J'ai l'impression que la location de terres dans le Nord de la France par des Belges ou des Néerlandais pose beaucoup de difficultés. Mais je ne suis pas sûr d'avoir tout à fait suivi le problème. Peut-être serait-il utile de disposer d'une définition de l'agriculteur actif. Nous allons l'intégrer dans la consultation en cours auprès des exploitants, à qui nous demandons toujours de se définir. Il serait alors possible d'annoncer qu'aucune aide ne sera versée aux exploitants qui ne respectent pas cette définition de l'agriculteur actif. Cela pourrait permettre de régler cette question. Le règlement « omnibus » dans le domaine de l'agriculture sera achevé et présenté cette semaine. J'espère qu'il pourra entrer en vigueur dès le 1er janvier 2018. Il prévoira qu'aucun soutien ne soit apporté aux exploitants agricoles qui ne respectent pas un certain nombre de critères préalablement définis.
Le prix de la tonne de beurre atteindra bientôt 7 000 euros. L'OMS n'est peut-être pas étrangère à cette hausse, puisqu'elle affirmait auparavant que ce produit est mauvais pour la santé, avant, il y a deux ans, de changer d'avis… À nous voir, on comprend que nous aimons tous deux le beurre, Monsieur Éric Straumann (sourires.), et voilà qu'il serait bon pour nous ! En fait, comme pour tout aliment, le seul problème c'est la consommation excessive. Les indications de l'OMS ont poussé la demande. Si seulement il pouvait en aller de même pour le lait en poudre…

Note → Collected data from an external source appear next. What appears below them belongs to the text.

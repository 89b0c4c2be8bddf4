use anyhow::{bail, Context, Result};
use chrono::Utc;
use clap::{Parser, Subcommand};
use harvest_core::{JobId, StartParameters};
use harvest_jobs::{
    Admission, HarvestConfig, HarvestRuntime, Job, ProgressChannel, SseLineWriter, StreamEnd,
};
use harvest_storage::PgRecordStore;
use serde_json::Value as JsonValue;
use tracing::{info, warn};
use tracing_subscriber::{layer::SubscriberExt, util::SubscriberInitExt};

#[derive(Debug, Parser)]
#[command(name = "harvest-cli")]
#[command(about = "Harvest job orchestration command-line interface")]
struct Cli {
    #[command(subcommand)]
    command: Option<Commands>,
}

#[derive(Debug, Subcommand)]
enum Commands {
    /// Serve the HTTP API.
    Serve,
    /// Run one harvest and stream its frames to stdout.
    Run {
        #[arg(long, default_value = "local")]
        owner: String,
        /// Stop after this many records.
        #[arg(long)]
        limit: Option<u64>,
        targets: Vec<String>,
    },
    /// Apply database migrations.
    Migrate,
}

fn init_tracing() {
    tracing_subscriber::registry()
        .with(
            tracing_subscriber::EnvFilter::try_from_default_env()
                .unwrap_or_else(|_| "info,harvest=debug,sqlx=warn".into()),
        )
        .with(
            tracing_subscriber::fmt::layer()
                .with_target(true)
                .with_writer(std::io::stderr),
        )
        .init();
}

#[tokio::main]
async fn main() -> Result<()> {
    init_tracing();
    let cli = Cli::parse();

    match cli.command.unwrap_or(Commands::Serve) {
        Commands::Serve => harvest_web::serve_from_env().await?,
        Commands::Run {
            owner,
            limit,
            targets,
        } => run_once(owner, limit, targets).await?,
        Commands::Migrate => {
            let url = std::env::var("DATABASE_URL").context("DATABASE_URL must be set to migrate")?;
            let store = PgRecordStore::connect(&url).await?;
            store.migrate().await?;
            info!("migrations applied");
        }
    }

    Ok(())
}

async fn run_once(owner: String, limit: Option<u64>, targets: Vec<String>) -> Result<()> {
    let config = HarvestConfig::from_env()?;
    let runtime = HarvestRuntime::start(&config).await?;

    let mut params = StartParameters {
        targets,
        ..StartParameters::default()
    };
    if let Some(limit) = limit {
        params.options.insert("limit".to_string(), JsonValue::from(limit));
    }

    let job_id = JobId::for_principal(&owner, Utc::now());
    let (job, mut events) = Job::with_channel(job_id.clone(), owner, params, 64);
    match runtime.scheduler.submit(job).await? {
        Admission::Started => info!(job_id = %job_id, mode = ?config.mode, "harvest started"),
        Admission::Queued { position } => info!(job_id = %job_id, position, "harvest queued"),
    }

    let mut channel = ProgressChannel::new(
        SseLineWriter::new(tokio::io::stdout()),
        runtime.channel.clone(),
    );
    let end = tokio::select! {
        end = channel.pipe(&mut events) => end,
        _ = tokio::signal::ctrl_c() => {
            warn!(job_id = %job_id, "interrupted; cancelling harvest");
            runtime.scheduler.cancel(&job_id).await?;
            channel.pipe(&mut events).await
        }
    };

    runtime.shutdown().await?;
    if end != StreamEnd::Terminal {
        bail!("harvest stream ended without a terminal frame ({end:?})");
    }
    Ok(())
}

Nous essayons en tout cas de maintenir le prix du beurre à son bon niveau, alors qu'il faut reconnaître que le prix de la poudre de lait a beaucoup chuté. Je n'envisage donc pas d'intervention sur le marché du beurre, mais peut-être qu'il en faudra une sur celui du lait en poudre.
La question du bioéthanol relève plutôt de mon collègue chargé de l'environnement. Il est vrai que la cible de 7 % a été fixée pour 2030. Mais il faut rappeler que l'objectif réalisé n'est que de 4 %. Avec mon soutien, le commissaire chargé de l'énergie, propose 3,8 % dans la réglementation pour 2030. L'industrie n'a pas été en mesure de fournir les 7 %, mais seulement 4 %. Or, elle continue de mentionner 7 % comme objectif, au lieu de se fonder sur les 4 % obtenus. Entre 3,8 % et 4 %, la différence n'est pas si grande et ouvre la possibilité d'une convergence dans le cours de la procédure législative.
Vous avez raison, il ne sert à rien de faire encore avancer le bioéthanol si l'on considère que les investissements dans le bioéthanol de première génération ont permis de faire émerger un produit qui sera là pour longtemps. Mon conseil est vraiment de s'en tenir aux 4 %, car l'industrie n'a pas réussi à fournir les 7 %. Le secteur du bioéthanol et des biocarburants continuera ainsi à avancer jusqu'à 2030, au moins.